When it comes to the task of managing performance, many organizations still find themselves fixated on the past rather than planning for improvement in the future.
When performance management processes operate efficiently, technology to support activities such as modeling and analytics can optimize outcomes and help align them to targeted goals and objectives. This might seem trivial or easily done, but the reality is that most organizations lack a unified platform that anyone in the enterprise can easily engage and leverage.
This is where a company called Anaplan comes in, with an integrated platform that provides tools to help everyone participate in a common planning and analytics environment to foster well-managing performance. The company provides an easy-to-use software-as-a-service environment. Since my last analysis the company has brought in some heavy-hitting management to help it foster growth, including CEO Frederic Laluyaux, who comes from SAP and Business Objects, and Vice President of Products and Marketing Matt Howard. Most significantly, in the last year its software has evolved to meet the needs of executives, directors and managers across operational areas such as sales, operations and finance. It also has had many new releases of its software that operates in a cloud computing and Internet based access approach. It lets any type of business analyst develop models and apply analytics as tools for understanding past and future performance and be directly involved with scenario planning and performance management tasks to optimize and align activities and resources to target goals and objectives.
Our benchmark research into business analytics found that analysts are not able to spend enough time in scenario planning and what-if analysis because they are weighed down with the task of getting the data together to do the modeling and analytics. Also, our sales forecasting benchmark found that many tasks that businesses rate as most important are not easily achieved today, such as unit forecasting over time (47%) and what-if scenario planning (43%). Our benchmark into sales earlier this year found that forecasting and pipeline (65%) and analytics (47%) were the highest application priorities in sales. There is still a lot of room for improvement in the areas of sales operations and interface to operations and finance to help provide more direct interaction across departments that should integrate business planning to not just manage but improve performance.

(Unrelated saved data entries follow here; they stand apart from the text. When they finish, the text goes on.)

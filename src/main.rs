use std::path::{Path, PathBuf};
use std::time::Instant;

use clap::Parser;
use image::{GrayImage, Luma};
use num_complex::Complex32;

use ocean_fft::ocean::readback::{read_texture_layers, TextureLayers};
use ocean_fft::ocean::reference::{self, TwiddleTable};
use ocean_fft::{GpuContext, OceanSimulationConfig, OceanSurface};

#[derive(Parser, Debug)]
#[command(name = "ocean_fft")]
#[command(about = "Bake an FFT ocean on the GPU and export a height field", long_about = None)]
struct Args {
  /// JSON simulation config; the built-in four domain preset when omitted
  #[arg(long, value_name = "FILE")]
  config: Option<PathBuf>,

  /// Override the texture size of the config
  #[arg(long)]
  size: Option<u32>,

  /// Number of frames to simulate
  #[arg(long, default_value_t = 60)]
  frames: u32,

  /// Simulated seconds between frames
  #[arg(long, default_value_t = 1.0 / 60.0)]
  time_step: f32,

  /// Height field of domain 0 after the last frame
  #[arg(long, default_value = "ocean_height.png")]
  output: PathBuf,

  /// Check the GPU inverse FFT against the CPU reference on the last frame
  #[arg(long)]
  verify: bool,
}

fn main() -> Result<(), Box<dyn std::error::Error>> {
  env_logger::init();
  let args = Args::parse();

  let mut config = match &args.config {
    Some(path) => OceanSimulationConfig::from_json_file(path)?,
    None => OceanSimulationConfig::default(),
  };
  if let Some(size) = args.size {
    config.texture_size = size;
  }

  let gpu = GpuContext::blocking()?;
  let ocean = OceanSurface::new(&gpu.device, &gpu.queue, &config)?;

  let mut encoder = gpu
    .device
    .create_command_encoder(&wgpu::CommandEncoderDescriptor {
      label: Some("Initial spectrum encoder"),
    });
  ocean.calculate_spectrum(&mut encoder);
  gpu.queue.submit(Some(encoder.finish()));

  let start = Instant::now();
  let last_frame = args.frames.max(1) - 1;
  for frame in 0..last_frame {
    let mut encoder = gpu
      .device
      .create_command_encoder(&wgpu::CommandEncoderDescriptor {
        label: Some("Ocean frame encoder"),
      });
    ocean.dispatch_frame(&mut encoder, frame as f32 * args.time_step);
    gpu.queue.submit(Some(encoder.finish()));
  }

  let time = last_frame as f32 * args.time_step;
  if args.verify {
    let error = verify_last_frame(&gpu, &ocean, time)?;
    log::info!("GPU inverse FFT matches the CPU reference, max relative error {:e}", error);
  } else {
    let mut encoder = gpu
      .device
      .create_command_encoder(&wgpu::CommandEncoderDescriptor {
        label: Some("Ocean frame encoder"),
      });
    ocean.dispatch_frame(&mut encoder, time);
    gpu.queue.submit(Some(encoder.finish()));
  }
  gpu.device.poll(wgpu::Maintain::Wait);

  let elapsed = start.elapsed();
  log::info!(
    "{} frames in {:.2}ms ({:.3}ms per frame)",
    args.frames.max(1),
    elapsed.as_secs_f64() * 1000.0,
    elapsed.as_secs_f64() * 1000.0 / args.frames.max(1) as f64
  );

  let displacement = read_texture_layers(
    &gpu.device,
    &gpu.queue,
    ocean.displacement_texture(),
    0,
    0..1,
  )?;
  save_height_field(&displacement, &args.output)?;
  log::info!("height field written to {}", args.output.display());

  Ok(())
}

/// Runs the last frame in two submissions so the spectrum can be read on both sides of the IFFT.
fn verify_last_frame(
  gpu: &GpuContext,
  ocean: &OceanSurface,
  time: f32,
) -> Result<f32, Box<dyn std::error::Error>> {
  let layers = 0..ocean.schedule().spectrum_layers();
  let size = ocean.schedule().size();

  let mut encoder = gpu
    .device
    .create_command_encoder(&wgpu::CommandEncoderDescriptor {
      label: Some("Verify evolve encoder"),
    });
  ocean.evolve_spectrum(&mut encoder, time);
  gpu.queue.submit(Some(encoder.finish()));
  let spectrum = read_texture_layers(
    &gpu.device,
    &gpu.queue,
    ocean.textures().spectrum(),
    0,
    layers.clone(),
  )?;

  let mut encoder = gpu
    .device
    .create_command_encoder(&wgpu::CommandEncoderDescriptor {
      label: Some("Verify transform encoder"),
    });
  ocean.inverse_fft(&mut encoder);
  gpu.queue.submit(Some(encoder.finish()));
  let transformed = read_texture_layers(
    &gpu.device,
    &gpu.queue,
    ocean.textures().spectrum(),
    0,
    layers.clone(),
  )?;

  let mut encoder = gpu
    .device
    .create_command_encoder(&wgpu::CommandEncoderDescriptor {
      label: Some("Verify assemble encoder"),
    });
  ocean.assemble_textures(&mut encoder);
  gpu.queue.submit(Some(encoder.finish()));

  let table = TwiddleTable::new(size)?;
  let mut worst = 0.0f32;
  for layer in layers {
    for channel in 0..2 {
      let mut expected = complex_channel(spectrum.layer(layer), channel);
      reference::inverse_fft_2d(&table, &mut expected)?;
      let actual = complex_channel(transformed.layer(layer), channel);

      let scale = expected
        .iter()
        .map(|c| c.re.abs().max(c.im.abs()))
        .fold(1.0, f32::max);
      let error = actual
        .iter()
        .zip(&expected)
        .map(|(a, e)| (a.re - e.re).abs().max((a.im - e.im).abs()))
        .fold(0.0, f32::max)
        / scale;
      log::debug!("layer {} channel {}: relative error {:e}", layer, channel, error);
      worst = worst.max(error);
    }
  }

  if worst > 1e-3 {
    return Err(format!("GPU inverse FFT deviates from the CPU reference by {:e}", worst).into());
  }
  Ok(worst)
}

/// Complex pair `channel` (0 = `xy`, 1 = `zw`) of an rgba layer.
fn complex_channel(layer: &[f32], channel: usize) -> Vec<Complex32> {
  layer
    .chunks_exact(4)
    .map(|texel| Complex32::new(texel[2 * channel], texel[2 * channel + 1]))
    .collect()
}

fn save_height_field(
  displacement: &TextureLayers,
  path: &Path,
) -> Result<(), Box<dyn std::error::Error>> {
  let heights: Vec<f32> = displacement
    .layer(0)
    .chunks_exact(displacement.components as usize)
    .map(|texel| texel[1])
    .collect();

  let (min, max) = heights
    .iter()
    .fold((f32::MAX, f32::MIN), |(min, max), &h| (min.min(h), max.max(h)));
  let range = (max - min).max(f32::EPSILON);
  log::info!("height range [{:.3}, {:.3}]", min, max);

  let mut img = GrayImage::new(displacement.width, displacement.height);
  for y in 0..displacement.height {
    for x in 0..displacement.width {
      let height = heights[(y * displacement.width + x) as usize];
      let gray = ((height - min) / range * 255.0).clamp(0.0, 255.0) as u8;
      img.put_pixel(x, y, Luma([gray]));
    }
  }

  img.save(path)?;
  Ok(())
}
//! Dispatch arguments for every compute stage of the ocean simulation.
//!
//! The pipelines never compute workgroup counts themselves: they encode exactly the
//! [`Dispatch`] values produced here. Consecutive dispatches are separate usage scopes,
//! so every write is visible to the dispatch that follows it.

use crate::ocean::error::ConfigurationError;
use crate::ocean::utils::{compute_work_group_count, exact_log2};

/// Workgroup edge of the spectrum, evolution and assembly kernels.
pub const SPECTRUM_WORKGROUP: u32 = 16;
/// Workgroup edge of the butterfly kernels.
pub const FFT_WORKGROUP: u32 = 8;
/// Workgroup height of the twiddle precompute kernel (its width is 1).
pub const TWIDDLE_WORKGROUP_HEIGHT: u32 = 8;

/// The two texture arrays the IFFT alternates between.
#[derive(Debug, Clone, Copy, PartialEq, Eq, Hash)]
pub enum BufferRole {
  Spectrum,
  PingPong,
}

impl BufferRole {
  pub fn other(self) -> Self {
    match self {
      BufferRole::Spectrum => BufferRole::PingPong,
      BufferRole::PingPong => BufferRole::Spectrum,
    }
  }

  /// Buffer read by the stage at `stage_index`, counted across both axes.
  pub fn source_for_stage(stage_index: u32) -> Self {
    if stage_index % 2 == 0 {
      BufferRole::Spectrum
    } else {
      BufferRole::PingPong
    }
  }
}

/// Buffer holding the result once `total_stages` butterfly stages have run.
pub fn final_buffer(total_stages: u32) -> BufferRole {
  BufferRole::source_for_stage(total_stages)
}

pub fn needs_copy_back(total_stages: u32) -> bool {
  final_buffer(total_stages) == BufferRole::PingPong
}

/// Whether the last of `steps` wrote the ping-pong array. An empty run writes nothing.
pub fn steps_need_copy_back(steps: &[FftStep]) -> bool {
  steps
    .last()
    .map_or(false, |step| step.destination() == BufferRole::PingPong)
}

#[derive(Debug, Clone, Copy, PartialEq, Eq)]
pub enum FftAxis {
  Horizontal,
  Vertical,
}

#[derive(Debug, Clone, Copy, PartialEq, Eq)]
pub struct FftStep {
  pub axis: FftAxis,
  /// Butterfly stage within the axis, `0..log2(N)`.
  pub stage: u32,
  pub source: BufferRole,
}

impl FftStep {
  pub fn destination(&self) -> BufferRole {
    self.source.other()
  }
}

#[derive(Debug, Clone, Copy, PartialEq, Eq)]
pub enum Kernel {
  TwiddleFactors,
  InitialSpectrum,
  ConjugateSpectrum,
  EvolveSpectrum,
  Fft(FftStep),
  AssembleTextures,
  Mipmap { level: u32 },
}

#[derive(Debug, Clone, Copy, PartialEq, Eq)]
pub struct Dispatch {
  pub kernel: Kernel,
  pub workgroups: [u32; 3],
}

/// Dispatch plan for one transform size and domain count.
#[derive(Debug, Clone, Copy, PartialEq, Eq)]
pub struct Schedule {
  size: u32,
  log_size: u32,
  domain_count: u32,
}

impl Schedule {
  pub fn new(size: u32, domain_count: u32) -> Result<Self, ConfigurationError> {
    let log_size = exact_log2(size)?;
    if domain_count == 0 {
      return Err(ConfigurationError::DomainCount {
        count: 0,
        max: crate::ocean::config::MAX_DOMAINS,
      });
    }

    Ok(Self {
      size,
      log_size,
      domain_count,
    })
  }

  pub fn size(&self) -> u32 {
    self.size
  }

  pub fn log_size(&self) -> u32 {
    self.log_size
  }

  pub fn domain_count(&self) -> u32 {
    self.domain_count
  }

  /// Depth of the evolved spectrum and ping-pong arrays.
  pub fn spectrum_layers(&self) -> u32 {
    2 * self.domain_count
  }

  /// Full mip chain down to 1x1.
  pub fn mip_level_count(&self) -> u32 {
    self.log_size + 1
  }

  pub fn total_fft_stages(&self) -> u32 {
    2 * self.log_size
  }

  pub fn fft_needs_copy_back(&self) -> bool {
    needs_copy_back(self.total_fft_stages())
  }

  fn spectrum_grid(&self) -> (u32, u32) {
    compute_work_group_count(
      (self.size, self.size),
      (SPECTRUM_WORKGROUP, SPECTRUM_WORKGROUP),
    )
  }

  pub fn twiddle(&self) -> Dispatch {
    let (_, height) = compute_work_group_count(
      (self.log_size, self.size / 2),
      (1, TWIDDLE_WORKGROUP_HEIGHT),
    );
    Dispatch {
      kernel: Kernel::TwiddleFactors,
      workgroups: [self.log_size, height, 1],
    }
  }

  /// Spectrum synthesis followed by the conjugate packing pass.
  pub fn initial_spectrum(&self) -> [Dispatch; 2] {
    let (x, y) = self.spectrum_grid();
    [
      Dispatch {
        kernel: Kernel::InitialSpectrum,
        workgroups: [x, y, self.domain_count],
      },
      Dispatch {
        kernel: Kernel::ConjugateSpectrum,
        workgroups: [x, y, self.domain_count],
      },
    ]
  }

  pub fn evolve(&self) -> Dispatch {
    let (x, y) = self.spectrum_grid();
    Dispatch {
      kernel: Kernel::EvolveSpectrum,
      workgroups: [x, y, self.domain_count],
    }
  }

  /// Horizontal stages then vertical stages, sharing one alternation count.
  pub fn inverse_fft(&self) -> Vec<Dispatch> {
    self.fft_dispatches(&self.inverse_fft_steps())
  }

  /// The stages of a single axis, starting from the spectrum buffer.
  pub fn fft_axis(&self, axis: FftAxis) -> Vec<Dispatch> {
    self.fft_dispatches(&self.axis_steps(axis))
  }

  pub fn inverse_fft_steps(&self) -> Vec<FftStep> {
    self.fft_steps(&[FftAxis::Horizontal, FftAxis::Vertical])
  }

  pub fn axis_steps(&self, axis: FftAxis) -> Vec<FftStep> {
    self.fft_steps(&[axis])
  }

  /// Workgroups of every butterfly dispatch: the whole grid, all spectrum layers deep.
  pub fn fft_workgroups(&self) -> [u32; 3] {
    let (x, y) = compute_work_group_count((self.size, self.size), (FFT_WORKGROUP, FFT_WORKGROUP));
    [x, y, self.spectrum_layers()]
  }

  fn fft_steps(&self, axes: &[FftAxis]) -> Vec<FftStep> {
    axes
      .iter()
      .flat_map(|&axis| (0..self.log_size).map(move |stage| (axis, stage)))
      .enumerate()
      .map(|(index, (axis, stage))| FftStep {
        axis,
        stage,
        source: BufferRole::source_for_stage(index as u32),
      })
      .collect()
  }

  fn fft_dispatches(&self, steps: &[FftStep]) -> Vec<Dispatch> {
    let workgroups = self.fft_workgroups();
    steps
      .iter()
      .map(|&step| Dispatch {
        kernel: Kernel::Fft(step),
        workgroups,
      })
      .collect()
  }

  pub fn assemble(&self) -> Dispatch {
    let (x, y) = self.spectrum_grid();
    Dispatch {
      kernel: Kernel::AssembleTextures,
      workgroups: [x, y, self.domain_count],
    }
  }

  /// One dispatch per generated level, each covering the target level's extent.
  pub fn mipmaps(&self) -> Vec<Dispatch> {
    (1..self.mip_level_count())
      .map(|level| {
        let extent = (self.size >> level).max(1);
        let (x, y) =
          compute_work_group_count((extent, extent), (SPECTRUM_WORKGROUP, SPECTRUM_WORKGROUP));
        Dispatch {
          kernel: Kernel::Mipmap { level },
          workgroups: [x, y, self.domain_count],
        }
      })
      .collect()
  }

  /// Everything one frame encodes after evolution, in order.
  pub fn frame(&self) -> Vec<Dispatch> {
    let mut dispatches = vec![self.evolve()];
    dispatches.extend(self.inverse_fft());
    dispatches.push(self.assemble());
    dispatches.extend(self.mipmaps());
    dispatches
  }
}

#[cfg(test)]
mod tests {
  use super::*;

  fn fft_steps(schedule: &Schedule) -> Vec<FftStep> {
    schedule.inverse_fft_steps()
  }

  #[test]
  fn rejects_non_power_of_two() {
    assert!(matches!(
      Schedule::new(96, 4),
      Err(ConfigurationError::NonPowerOfTwoSize(96))
    ));
    assert!(Schedule::new(256, 0).is_err());
  }

  #[test]
  fn dispatch_depths_follow_domain_count() {
    for domains in [1u32, 4] {
      let schedule = Schedule::new(256, domains).unwrap();

      for dispatch in schedule.initial_spectrum() {
        assert_eq!(dispatch.workgroups, [16, 16, domains]);
      }
      assert_eq!(schedule.evolve().workgroups, [16, 16, domains]);
      assert_eq!(schedule.assemble().workgroups, [16, 16, domains]);

      let fft = schedule.inverse_fft();
      assert_eq!(fft.len(), 16);
      for dispatch in &fft {
        assert_eq!(dispatch.workgroups, [32, 32, 2 * domains]);
      }

      for dispatch in schedule.mipmaps() {
        assert_eq!(dispatch.workgroups[2], domains);
      }
      assert_eq!(schedule.twiddle().workgroups, [8, 16, 1]);
    }
  }

  #[test]
  fn every_stage_reads_what_the_previous_stage_wrote() {
    let schedule = Schedule::new(128, 2).unwrap();
    let steps = fft_steps(&schedule);

    assert_eq!(steps[0].source, BufferRole::Spectrum);
    for pair in steps.windows(2) {
      assert_eq!(pair[1].source, pair[0].destination());
    }
  }

  #[test]
  fn vertical_pass_continues_horizontal_alternation() {
    let schedule = Schedule::new(128, 1).unwrap();
    let steps = fft_steps(&schedule);

    let horizontal: Vec<_> = steps.iter().filter(|s| s.axis == FftAxis::Horizontal).collect();
    let vertical: Vec<_> = steps.iter().filter(|s| s.axis == FftAxis::Vertical).collect();
    assert_eq!(horizontal.len(), 7);
    assert_eq!(vertical.len(), 7);

    // Seven horizontal stages leave the data in the ping-pong array.
    assert_eq!(horizontal[6].destination(), BufferRole::PingPong);
    assert_eq!(vertical[0].source, BufferRole::PingPong);
    assert_eq!(vertical[0].stage, 0);
    assert_eq!(vertical[6].stage, 6);
  }

  #[test]
  fn single_odd_axis_ends_in_ping_pong() {
    let schedule = Schedule::new(128, 1).unwrap();
    let axis = schedule.fft_axis(FftAxis::Vertical);
    assert_eq!(axis.len(), 7);
    assert!(needs_copy_back(axis.len() as u32));
    match axis[0].kernel {
      Kernel::Fft(step) => assert_eq!(step.source, BufferRole::Spectrum),
      other => panic!("unexpected kernel {:?}", other),
    }
  }

  #[test]
  fn copy_back_follows_the_last_step_run() {
    let schedule = Schedule::new(128, 1).unwrap();
    let horizontal = schedule.axis_steps(FftAxis::Horizontal);
    assert!(steps_need_copy_back(&horizontal));
    assert!(!steps_need_copy_back(&horizontal[..6]));
    assert!(!steps_need_copy_back(&schedule.inverse_fft_steps()));
    assert!(!steps_need_copy_back(&[]));

    for steps in [schedule.inverse_fft_steps(), horizontal] {
      assert_eq!(
        steps_need_copy_back(&steps),
        needs_copy_back(steps.len() as u32)
      );
    }
  }

  #[test]
  fn parity_decides_copy_back() {
    assert_eq!(final_buffer(0), BufferRole::Spectrum);
    assert_eq!(final_buffer(7), BufferRole::PingPong);
    assert!(needs_copy_back(7));
    assert!(!needs_copy_back(8));
    assert!(!needs_copy_back(14));
    assert!(!needs_copy_back(16));
  }

  #[test]
  fn full_transforms_end_in_spectrum_for_both_parities() {
    for (size, log_size) in [(256u32, 8u32), (128, 7)] {
      let schedule = Schedule::new(size, 4).unwrap();
      assert_eq!(schedule.log_size(), log_size);
      assert_eq!(schedule.total_fft_stages(), 2 * log_size);
      assert!(!schedule.fft_needs_copy_back());

      let last = *fft_steps(&schedule).last().unwrap();
      assert_eq!(last.destination(), BufferRole::Spectrum);
    }
  }

  #[test]
  fn mip_chain_reaches_one_texel() {
    let schedule = Schedule::new(64, 1).unwrap();
    let mips = schedule.mipmaps();
    assert_eq!(schedule.mip_level_count(), 7);
    assert_eq!(mips.len(), 6);
    assert_eq!(mips[0].kernel, Kernel::Mipmap { level: 1 });
    assert_eq!(mips[0].workgroups, [2, 2, 1]);
    assert_eq!(mips[5].workgroups, [1, 1, 1]);
  }

  #[test]
  fn frame_orders_evolve_fft_assemble() {
    let schedule = Schedule::new(32, 3).unwrap();
    let frame = schedule.frame();
    assert_eq!(frame[0].kernel, Kernel::EvolveSpectrum);
    assert!(matches!(frame[1].kernel, Kernel::Fft(_)));
    assert!(matches!(frame[10].kernel, Kernel::Fft(_)));
    assert_eq!(frame[11].kernel, Kernel::AssembleTextures);
    assert!(matches!(frame[12].kernel, Kernel::Mipmap { level: 1 }));
    assert_eq!(frame.len(), 1 + 10 + 1 + 5);
  }
}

Anaplan can help in the task of maximizing resources and revenue from sales territories. It can allocate accounts based on quantitative sales team and customer metrics. It supports a range of spreading options to identify areas for improvement, or individually hold certain targets by territory while planning for improvement in others. It also can start business initiatives for seasonal or new product introductions that need to have specific, integrated plans for assigning targets across sales and marketing, while planning for operations, manufacturing and distribution. All of Anaplan’s functionality is designed for businesses to use without IT involvement and without having to increase the load on the analysis team. These are just two examples of what you can do with Anaplan.
Anaplan brings together the disparate tasks of sales forecasting, demand planning, sales and operations planning, financial planning and range of analytics into one environment in a way that I refer to as integrated business planning that we routinely educate organizations how to improve. The twist is that Anaplan has designed a tool to achieve this planning through direct engagement by those in business and not just analysts.
Anaplan want to excel at integrated business planning to support performance management across marketing, sales, operations, finance and other areas that usually do not work well together because they have incompatible tools or methods to analyze and plan their own results. This antiquated approach leads to wasted time and resources, and is not smart business. Even so, Anaplan has room to improve, not so much in the area of products and technology but in its communication of the value it provides in bringing a unified approach to planning and performance management. If you are looking for a business and planning driven approach to performance management, you should look at Anaplan.